What you will do
The response must contain every record, repeated exactly.
[Opening Supplied records section]
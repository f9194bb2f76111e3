//! Ordered command log contract.
//!
//! # Responsibility
//! - Describe the partitioned append-only log the write pipeline runs on.
//! - Keep the pipeline independent of the concrete log backend.
//!
//! # Invariants
//! - Records with the same key land on the same partition, in append order.
//! - A reader only advances its group's committed position through `commit`.
//! - Uncommitted records are redelivered to the next reader of the group.

use async_trait::async_trait;
use std::error::Error;
use std::fmt::{Display, Formatter};

/// One record fetched from the log.
#[derive(Debug, Clone, PartialEq, Eq)]
pub struct LogRecord {
    pub topic: String,
    pub partition: i32,
    pub offset: i64,
    pub key: Vec<u8>,
    pub value: Vec<u8>,
}

impl LogRecord {
    pub fn position(&self) -> RecordPosition {
        RecordPosition {
            partition: self.partition,
            offset: self.offset,
        }
    }

    /// Lossy key rendering for log lines.
    pub fn key_str(&self) -> String {
        String::from_utf8_lossy(&self.key).into_owned()
    }
}

/// Where an appended record was stored.
#[derive(Debug, Clone, Copy, PartialEq, Eq)]
pub struct RecordPosition {
    pub partition: i32,
    pub offset: i64,
}

pub type LogResult<T> = Result<T, LogError>;

/// Command log backend failure.
#[derive(Debug)]
pub enum LogError {
    Closed,
    UnknownPartition { topic: String, partition: i32 },
    Backend(String),
    LockPoisoned,
}

impl Display for LogError {
    fn fmt(&self, f: &mut Formatter<'_>) -> std::fmt::Result {
        match self {
            Self::Closed => write!(f, "command log is closed"),
            Self::UnknownPartition { topic, partition } => {
                write!(f, "topic `{topic}` has no partition {partition}")
            }
            Self::Backend(message) => write!(f, "command log backend error: {message}"),
            Self::LockPoisoned => write!(f, "command log state lock poisoned"),
        }
    }
}

impl Error for LogError {}

/// Partitioned, ordered, at-least-once log.
#[async_trait]
pub trait CommandLog: Send + Sync {
    /// Appends one record; returns once the backend acknowledged it.
    async fn append(&self, topic: &str, key: &[u8], value: &[u8]) -> LogResult<RecordPosition>;

    /// Opens a reader for `topic` under consumer group `group_id`.
    async fn subscribe(&self, group_id: &str, topic: &str) -> LogResult<Box<dyn LogReader>>;

    /// Flushes pending appends and wakes readers so they can observe closure.
    async fn close(&self) -> LogResult<()>;
}

/// Sequential reader bound to one (group, topic).
#[async_trait]
pub trait LogReader: Send {
    /// Waits for the next record. `Ok(None)` means the log was closed.
    ///
    /// Must be cancel-safe: dropping the future loses no record.
    async fn fetch(&mut self) -> LogResult<Option<LogRecord>>;

    /// Marks `record` and everything before it on its partition as consumed.
    async fn commit(&mut self, record: &LogRecord) -> LogResult<()>;
}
[Closing Supplied records section]
Task response
repository f9194bb2f76111e3
//! Ordered command log contract.
//!
//! # Responsibility
//! - Describe the partitioned append-only log the write pipeline runs on.
//! - Keep the pipeline independent of the concrete log backend.
//!
//! # Invariants
//! - Records with the same key land on the same partition, in append order.
//! - A reader only advances its group's committed position through `commit`.
//! - Uncommitted records are redelivered to the next reader of the group.

use async_trait::async_trait;
use std::error::Error;
use std::fmt::{Display, Formatter};

/// One record fetched from the log.
#[derive(Debug, Clone, PartialEq, Eq)]
pub struct LogRecord {
    pub topic: String,
    pub partition: i32,
    pub offset: i64,
    pub key: Vec<u8>,
    pub value: Vec<u8>,
}

impl LogRecord {
    pub fn position(&self) -> RecordPosition {
        RecordPosition {
            partition: self.partition,
            offset: self.offset,
        }
    }

    /// Lossy key rendering for log lines.
    pub fn key_str(&self) -> String {
        String::from_utf8_lossy(&self.key).into_owned()
    }
}

/// Where an appended record was stored.
#[derive(Debug, Clone, Copy, PartialEq, Eq)]
pub struct RecordPosition {
    pub partition: i32,
    pub offset: i64,
}

pub type LogResult<T> = Result<T, LogError>;

/// Command log backend failure.
#[derive(Debug)]
pub enum LogError {
    Closed,
    UnknownPartition { topic: String, partition: i32 },
    Backend(String),
    LockPoisoned,
}

impl Display for LogError {
    fn fmt(&self, f: &mut Formatter<'_>) -> std::fmt::Result {
        match self {
            Self::Closed => write!(f, "command log is closed"),
            Self::UnknownPartition { topic, partition } => {
                write!(f, "topic `{topic}` has no partition {partition}")
            }
            Self::Backend(message) => write!(f, "command log backend error: {message}"),
            Self::LockPoisoned => write!(f, "command log state lock poisoned"),
        }
    }
}

impl Error for LogError {}

/// Partitioned, ordered, at-least-once log.
#[async_trait]
pub trait CommandLog: Send + Sync {
    /// Appends one record; returns once the backend acknowledged it.
    async fn append(&self, topic: &str, key: &[u8], value: &[u8]) -> LogResult<RecordPosition>;

    /// Opens a reader for `topic` under consumer group `group_id`.
    async fn subscribe(&self, group_id: &str, topic: &str) -> LogResult<Box<dyn LogReader>>;

    /// Flushes pending appends and wakes readers so they can observe closure.
    async fn close(&self) -> LogResult<()>;
}

/// Sequential reader bound to one (group, topic).
#[async_trait]
pub trait LogReader: Send {
    /// Waits for the next record. `Ok(None)` means the log was closed.
    ///
    /// Must be cancel-safe: dropping the future loses no record.
    async fn fetch(&mut self) -> LogResult<Option<LogRecord>>;

    /// Marks `record` and everything before it on its partition as consumed.
    async fn commit(&mut self, record: &LogRecord) -> LogResult<()>;
}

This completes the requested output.